У Тоно даже слез уже не было.
Нада смотрела на него, потом то на него, то на лежавший у нее на ладони костяной кружок, кусочек от черепа мертвого человека. Но спустя миг птица из Иного мира завладела ее существом, и Нада смотрела уже только на нее, птицу с простертыми крыльями, летящую в небе, где поднимается полная луна. Тоно видел, как тело вилии становилось все более бесплотным, призрачным, вот сквозь нее уже проступили очертания деревьев, сплетение диких зарослей, вот Нада стала лишь слабым, едва видимым световым бликом, мрак, окружавший ее, сгущался все больше, и наконец Нада исчезла. Костяной кружок упал на землю.
Тоно долго стоял, не в силах сделать ни шагу. Потом он подошел и, подняв с земли талисман, поцеловал его и повесил себе на шею. Теперь талисман был на его груди, там, где билось сердце.

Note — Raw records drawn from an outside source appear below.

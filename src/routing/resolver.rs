//! Target resolution.
//!
//! Expands a raw target specification (shortcuts, bare roles, concrete
//! context ids, or any mix) into a flat, deduplicated list of concrete
//! [`ContextId`]s. Expansion happens synchronously before any send is
//! attempted, so addressing mistakes surface immediately rather than
//! after partial delivery.
//!
//! Enumerating shortcuts consult the readiness snapshot and never
//! silently include contexts that are not currently connected. Explicit
//! context ids pass through unfiltered: the caller named a concrete
//! address, and delivery to a vanished context is simply dropped by the
//! transport.

// ============================================================================
// Imports
// ============================================================================

use std::collections::BTreeSet;

use crate::error::{Error, Result};
use crate::protocol::{ContextId, Role, Target};
use crate::readiness::ReadinessSnapshot;

// ============================================================================
// Expansion
// ============================================================================

/// Expands a target specification for the given sender.
///
/// `None` means the default: every role except the sender's own, each in
/// its default addressable form.
///
/// # Errors
///
/// [`Error::Addressing`] when the specification is empty, refers to the
/// sender's tab while the sender has none, names a tab-bound role without
/// a tab, or expands to no context at all.
pub fn expand(
    sender: &ContextId,
    spec: Option<&[Target]>,
    readiness: &ReadinessSnapshot,
) -> Result<Vec<ContextId>> {
    let mut resolved = BTreeSet::new();

    match spec {
        None => {
            for role in Role::ALL {
                if role != sender.role() {
                    expand_one(sender, &Target::Role(role), readiness, &mut resolved)?;
                }
            }
        }
        Some([]) => return Err(Error::addressing("target cannot be empty")),
        Some(targets) => {
            for target in targets {
                expand_one(sender, target, readiness, &mut resolved)?;
            }
        }
    }

    if resolved.is_empty() {
        return Err(Error::addressing(format!(
            "target expanded to no connected context (sender {sender})"
        )));
    }
    Ok(resolved.into_iter().collect())
}

/// Expands a single specification entry into `resolved`.
fn expand_one(
    sender: &ContextId,
    target: &Target,
    readiness: &ReadinessSnapshot,
    resolved: &mut BTreeSet<ContextId>,
) -> Result<()> {
    match target {
        Target::Context(context_id) => {
            if context_id.role().is_tab_bound() && context_id.tab().is_none() {
                return Err(Error::addressing(format!(
                    "target `{context_id}` requires a tab id"
                )));
            }
            resolved.insert(context_id.clone());
        }

        Target::Current => {
            resolved.insert(sender.clone());
        }

        Target::Role(Role::Background) | Target::RoleAll(Role::Background) => {
            resolved.insert(ContextId::hub());
        }

        Target::Role(role) => match sender.tab() {
            // A bare tab-bound role aliases the sender's own tab's instance.
            Some(tab) if role.is_tab_bound() => {
                let candidate = ContextId::with_tab(*role, tab);
                if readiness.contains(&candidate) {
                    resolved.insert(candidate);
                }
            }
            _ => {
                resolved.extend(readiness.of_role(*role).cloned());
            }
        },

        Target::RoleAll(role) => {
            resolved.extend(readiness.of_role(*role).cloned());
        }

        Target::OwnTab => {
            let Some(tab) = sender.tab() else {
                return Err(Error::addressing(format!(
                    "sender {sender} has no tab to expand `tab` against"
                )));
            };
            expand_one(sender, &Target::Tab(tab), readiness, resolved)?;
        }

        Target::Tab(tab) => {
            for role in [Role::Web, Role::ContentScript] {
                let candidate = ContextId::with_tab(role, *tab);
                if readiness.contains(&candidate) {
                    resolved.insert(candidate);
                }
            }
        }

        Target::All => {
            resolved.extend(readiness.contexts().filter(|ctx| *ctx != sender).cloned());
            if !sender.is_hub() {
                resolved.insert(ContextId::hub());
            }
        }

        Target::AllIncludingSelf => {
            resolved.extend(readiness.contexts().cloned());
            resolved.insert(ContextId::hub());
            resolved.insert(sender.clone());
        }
    }
    Ok(())
}

// ============================================================================
// Tests
// ============================================================================

#[cfg(test)]
mod tests {
    use super::*;

    use crate::identifiers::TabId;

    fn ctx(raw: &str) -> ContextId {
        raw.parse().expect("context id")
    }

    /// One connected tab 42 plus a connected options surface.
    fn snapshot() -> ReadinessSnapshot {
        let mut snap = ReadinessSnapshot::new();
        snap.insert(ctx("web-42"));
        snap.insert(ctx("contentScript-42"));
        snap.insert(ctx("other"));
        snap
    }

    #[test]
    fn test_default_excludes_own_role() {
        let sender = ctx("web-42");
        let resolved = expand(&sender, None, &snapshot()).expect("expand");
        assert_eq!(
            resolved,
            vec![ctx("contentScript-42"), ctx("background"), ctx("other")]
        );
    }

    #[test]
    fn test_default_without_other_surfaces() {
        let mut snap = snapshot();
        snap.remove(&ctx("other"));
        let resolved = expand(&ctx("web-42"), None, &snap).expect("expand");
        assert_eq!(resolved, vec![ctx("contentScript-42"), ctx("background")]);
    }

    #[test]
    fn test_all_excludes_self() {
        let sender = ctx("web-42");
        let resolved = expand(&sender, Some(&[Target::All]), &snapshot()).expect("expand");
        assert!(!resolved.contains(&sender));
        assert!(resolved.contains(&ctx("background")));
        assert!(resolved.contains(&ctx("contentScript-42")));
    }

    #[test]
    fn test_all_including_self_includes_self() {
        let sender = ctx("web-42");
        let resolved =
            expand(&sender, Some(&[Target::AllIncludingSelf]), &snapshot()).expect("expand");
        assert!(resolved.contains(&sender));
        assert!(resolved.contains(&ctx("background")));
    }

    #[test]
    fn test_self_shortcut() {
        let sender = ctx("contentScript-42");
        let resolved = expand(&sender, Some(&[Target::Current]), &snapshot()).expect("expand");
        assert_eq!(resolved, vec![sender]);
    }

    #[test]
    fn test_own_tab_shortcut() {
        let resolved =
            expand(&ctx("web-42"), Some(&[Target::OwnTab]), &snapshot()).expect("expand");
        assert_eq!(resolved, vec![ctx("web-42"), ctx("contentScript-42")]);
    }

    #[test]
    fn test_own_tab_requires_tab() {
        let err = expand(&ctx("other"), Some(&[Target::OwnTab]), &snapshot()).unwrap_err();
        assert!(err.is_addressing());
    }

    #[test]
    fn test_specific_tab_filters_disconnected() {
        // Tab 9 has no connected contexts at all.
        let err = expand(
            &ctx("background"),
            Some(&[Target::Tab(TabId::new(9))]),
            &snapshot(),
        )
        .unwrap_err();
        assert!(err.is_addressing());
    }

    #[test]
    fn test_bare_role_aliases_own_tab() {
        let resolved = expand(
            &ctx("web-42"),
            Some(&[Target::Role(Role::ContentScript)]),
            &snapshot(),
        )
        .expect("expand");
        assert_eq!(resolved, vec![ctx("contentScript-42")]);
    }

    #[test]
    fn test_bare_role_from_tabless_sender_enumerates() {
        let mut snap = snapshot();
        snap.insert(ctx("web-7"));
        let resolved = expand(
            &ctx("background"),
            Some(&[Target::Role(Role::Web)]),
            &snap,
        )
        .expect("expand");
        assert_eq!(resolved, vec![ctx("web-7"), ctx("web-42")]);
    }

    #[test]
    fn test_role_all_enumerates_connected() {
        let mut snap = snapshot();
        snap.insert(ctx("contentScript-7"));
        let resolved = expand(
            &ctx("web-42"),
            Some(&[Target::RoleAll(Role::ContentScript)]),
            &snap,
        )
        .expect("expand");
        assert_eq!(resolved, vec![ctx("contentScript-7"), ctx("contentScript-42")]);
    }

    #[test]
    fn test_explicit_context_bypasses_readiness() {
        let resolved = expand(
            &ctx("background"),
            Some(&[Target::context(ctx("contentScript-99"))]),
            &snapshot(),
        )
        .expect("expand");
        assert_eq!(resolved, vec![ctx("contentScript-99")]);
    }

    #[test]
    fn test_empty_spec_is_an_error() {
        let err = expand(&ctx("web-42"), Some(&[]), &snapshot()).unwrap_err();
        assert!(err.is_addressing());
    }

    #[test]
    fn test_mixed_spec_deduplicates() {
        let resolved = expand(
            &ctx("web-42"),
            Some(&[
                Target::Role(Role::ContentScript),
                Target::context(ctx("contentScript-42")),
                Target::hub(),
            ]),
            &snapshot(),
        )
        .expect("expand");
        assert_eq!(resolved, vec![ctx("contentScript-42"), ctx("background")]);
    }

    #[test]
    fn test_tabless_page_world_target_rejected() {
        let err = expand(
            &ctx("background"),
            Some(&[Target::context(ContextId::tabless(Role::Web))]),
            &snapshot(),
        )
        .unwrap_err();
        assert!(err.is_addressing());
    }
}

На пути домой моряки из команды «Брунгильды» заметили, что с госпожой Сигрид за время жизни в Хорватии произошла перемена. Неужели на нее так подействовало решение ее брата Карла Бреде не возвращаться в Данию? Двое или трое матросов по-прежнему были убеждены, что госпожа Сигрид по ночам спускается по веревочному трапу в море и плещется в волнах. Но собственными глазами никто из команды этого не видел, большинство матросов не разделяли подозрений и уважительно отзывались о глубоко благочестивой женщине. Госпожа Сигрид молилась вместе со всеми и была на корабле самой набожной и истово верующей. Она часами простаивала на коленях перед образом Пречистой Девы, и порой из ее глаз катились слезы. Вместе с тем госпожа Сигрид утратила былую надменность и важность, и скоро все на корабле полюбили ее за сердечную доброту и сочувствие, с которыми она слушала рассказы людей об их горестях и заботах. Для иных матросов она со временем даже стала духовной наставницей.